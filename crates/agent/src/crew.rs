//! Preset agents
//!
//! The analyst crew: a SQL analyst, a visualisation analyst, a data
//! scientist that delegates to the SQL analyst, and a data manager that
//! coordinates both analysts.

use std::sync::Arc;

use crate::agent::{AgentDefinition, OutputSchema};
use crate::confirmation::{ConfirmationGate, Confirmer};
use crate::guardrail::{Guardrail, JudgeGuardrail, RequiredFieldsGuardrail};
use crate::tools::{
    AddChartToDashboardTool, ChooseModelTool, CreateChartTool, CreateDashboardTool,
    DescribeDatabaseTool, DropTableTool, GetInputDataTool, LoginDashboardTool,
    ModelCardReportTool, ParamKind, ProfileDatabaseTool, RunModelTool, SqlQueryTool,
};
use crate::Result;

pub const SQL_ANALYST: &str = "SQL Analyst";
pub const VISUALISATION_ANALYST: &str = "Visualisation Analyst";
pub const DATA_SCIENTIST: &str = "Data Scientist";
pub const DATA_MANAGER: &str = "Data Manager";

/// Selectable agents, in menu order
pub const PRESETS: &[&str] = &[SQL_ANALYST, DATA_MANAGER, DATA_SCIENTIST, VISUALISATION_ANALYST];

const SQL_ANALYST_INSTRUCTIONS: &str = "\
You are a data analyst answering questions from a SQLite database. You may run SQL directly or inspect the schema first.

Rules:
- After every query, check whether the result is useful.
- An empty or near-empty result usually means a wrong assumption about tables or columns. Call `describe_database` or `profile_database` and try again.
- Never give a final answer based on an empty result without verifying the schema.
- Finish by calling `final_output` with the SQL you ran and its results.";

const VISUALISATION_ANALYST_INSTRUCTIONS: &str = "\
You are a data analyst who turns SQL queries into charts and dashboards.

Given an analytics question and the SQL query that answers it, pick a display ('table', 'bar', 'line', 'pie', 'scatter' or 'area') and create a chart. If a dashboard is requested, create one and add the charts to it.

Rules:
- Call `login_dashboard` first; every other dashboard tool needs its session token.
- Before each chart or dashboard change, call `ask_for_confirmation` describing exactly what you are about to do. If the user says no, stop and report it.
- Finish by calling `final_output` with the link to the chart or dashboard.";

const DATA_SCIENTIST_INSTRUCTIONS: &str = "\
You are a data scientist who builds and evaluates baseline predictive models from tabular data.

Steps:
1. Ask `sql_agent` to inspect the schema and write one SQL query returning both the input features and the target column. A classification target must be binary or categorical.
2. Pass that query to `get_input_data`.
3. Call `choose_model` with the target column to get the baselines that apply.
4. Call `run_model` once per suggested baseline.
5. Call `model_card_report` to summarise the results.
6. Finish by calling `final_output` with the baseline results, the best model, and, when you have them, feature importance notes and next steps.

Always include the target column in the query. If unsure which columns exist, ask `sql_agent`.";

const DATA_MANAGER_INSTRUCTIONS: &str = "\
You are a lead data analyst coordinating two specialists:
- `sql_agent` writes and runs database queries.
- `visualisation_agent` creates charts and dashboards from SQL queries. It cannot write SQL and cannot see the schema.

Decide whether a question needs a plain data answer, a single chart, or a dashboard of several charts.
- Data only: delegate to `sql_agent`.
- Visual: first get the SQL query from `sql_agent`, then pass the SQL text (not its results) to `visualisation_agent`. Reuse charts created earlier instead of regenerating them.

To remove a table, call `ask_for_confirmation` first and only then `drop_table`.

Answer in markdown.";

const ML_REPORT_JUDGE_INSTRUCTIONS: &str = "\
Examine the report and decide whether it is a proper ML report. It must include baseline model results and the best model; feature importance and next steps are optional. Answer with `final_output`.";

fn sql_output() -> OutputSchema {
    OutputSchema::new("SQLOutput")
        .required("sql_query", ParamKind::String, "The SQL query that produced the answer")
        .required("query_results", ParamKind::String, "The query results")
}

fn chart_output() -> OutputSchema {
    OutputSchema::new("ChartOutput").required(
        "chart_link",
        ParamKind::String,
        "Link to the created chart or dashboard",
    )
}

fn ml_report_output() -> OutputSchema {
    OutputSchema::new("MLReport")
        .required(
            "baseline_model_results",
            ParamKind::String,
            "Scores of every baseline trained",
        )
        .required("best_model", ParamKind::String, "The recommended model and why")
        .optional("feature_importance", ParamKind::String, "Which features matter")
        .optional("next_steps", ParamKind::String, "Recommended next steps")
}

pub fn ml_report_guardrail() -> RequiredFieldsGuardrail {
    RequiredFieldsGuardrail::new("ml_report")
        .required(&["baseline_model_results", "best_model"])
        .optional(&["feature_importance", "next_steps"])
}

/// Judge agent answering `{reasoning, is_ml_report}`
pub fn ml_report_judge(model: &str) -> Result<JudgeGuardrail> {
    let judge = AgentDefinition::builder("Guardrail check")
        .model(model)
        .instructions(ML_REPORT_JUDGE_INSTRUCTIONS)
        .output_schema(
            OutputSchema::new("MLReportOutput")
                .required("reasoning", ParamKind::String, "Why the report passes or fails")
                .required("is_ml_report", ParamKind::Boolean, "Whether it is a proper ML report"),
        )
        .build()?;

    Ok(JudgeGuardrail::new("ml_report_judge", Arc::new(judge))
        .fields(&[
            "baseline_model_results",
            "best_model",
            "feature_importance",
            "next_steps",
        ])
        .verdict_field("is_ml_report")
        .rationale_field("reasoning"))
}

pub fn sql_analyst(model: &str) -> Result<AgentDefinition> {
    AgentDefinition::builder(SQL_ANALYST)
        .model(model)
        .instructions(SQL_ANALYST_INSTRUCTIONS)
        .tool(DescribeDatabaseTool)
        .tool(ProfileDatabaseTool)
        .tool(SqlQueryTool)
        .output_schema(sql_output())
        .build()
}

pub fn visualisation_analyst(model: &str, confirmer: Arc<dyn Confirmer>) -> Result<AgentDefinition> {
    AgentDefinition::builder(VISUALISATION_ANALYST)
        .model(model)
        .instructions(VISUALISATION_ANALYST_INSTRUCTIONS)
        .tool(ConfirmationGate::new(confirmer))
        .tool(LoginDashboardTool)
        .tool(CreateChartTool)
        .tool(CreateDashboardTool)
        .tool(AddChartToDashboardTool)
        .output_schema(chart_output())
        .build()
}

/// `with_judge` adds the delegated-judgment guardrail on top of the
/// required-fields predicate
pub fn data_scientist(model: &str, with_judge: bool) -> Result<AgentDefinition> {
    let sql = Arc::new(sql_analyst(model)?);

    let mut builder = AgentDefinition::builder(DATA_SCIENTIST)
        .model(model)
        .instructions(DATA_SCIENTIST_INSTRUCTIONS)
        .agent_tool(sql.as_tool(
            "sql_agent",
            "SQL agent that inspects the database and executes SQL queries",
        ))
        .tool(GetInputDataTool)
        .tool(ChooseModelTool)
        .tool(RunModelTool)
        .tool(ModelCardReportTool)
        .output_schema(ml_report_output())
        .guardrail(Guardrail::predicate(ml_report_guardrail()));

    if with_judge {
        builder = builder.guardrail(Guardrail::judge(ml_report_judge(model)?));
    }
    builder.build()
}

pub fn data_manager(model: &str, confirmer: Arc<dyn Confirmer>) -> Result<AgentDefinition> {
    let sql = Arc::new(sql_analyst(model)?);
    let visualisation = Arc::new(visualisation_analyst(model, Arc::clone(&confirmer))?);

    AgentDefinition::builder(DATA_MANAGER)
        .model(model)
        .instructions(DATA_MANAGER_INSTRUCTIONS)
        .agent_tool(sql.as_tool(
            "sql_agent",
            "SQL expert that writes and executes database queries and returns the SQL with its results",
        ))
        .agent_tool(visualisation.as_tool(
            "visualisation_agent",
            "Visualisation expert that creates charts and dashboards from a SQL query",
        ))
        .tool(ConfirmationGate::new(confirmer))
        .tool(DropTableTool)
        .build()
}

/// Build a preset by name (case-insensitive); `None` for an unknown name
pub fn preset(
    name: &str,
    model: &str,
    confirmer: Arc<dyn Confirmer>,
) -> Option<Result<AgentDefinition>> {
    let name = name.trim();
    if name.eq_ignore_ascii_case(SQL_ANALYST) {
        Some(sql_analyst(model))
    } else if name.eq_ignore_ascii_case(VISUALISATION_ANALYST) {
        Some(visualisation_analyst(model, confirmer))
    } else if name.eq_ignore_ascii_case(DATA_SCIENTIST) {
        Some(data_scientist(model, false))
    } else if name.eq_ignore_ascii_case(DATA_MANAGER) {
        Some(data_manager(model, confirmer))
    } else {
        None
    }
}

▸ TASK STATEMENT
Exactly the lines from the one containing "let name = name.trim();" through the end of the records should be reproduced, and no others.

▸ THE COMPLETED TASK
    let name = name.trim();
    if name.eq_ignore_ascii_case(SQL_ANALYST) {
        Some(sql_analyst(model))
    } else if name.eq_ignore_ascii_case(VISUALISATION_ANALYST) {
        Some(visualisation_analyst(model, confirmer))
    } else if name.eq_ignore_ascii_case(DATA_SCIENTIST) {
        Some(data_scientist(model, false))
    } else if name.eq_ignore_ascii_case(DATA_MANAGER) {
        Some(data_manager(model, confirmer))
    } else {
        None
    }
}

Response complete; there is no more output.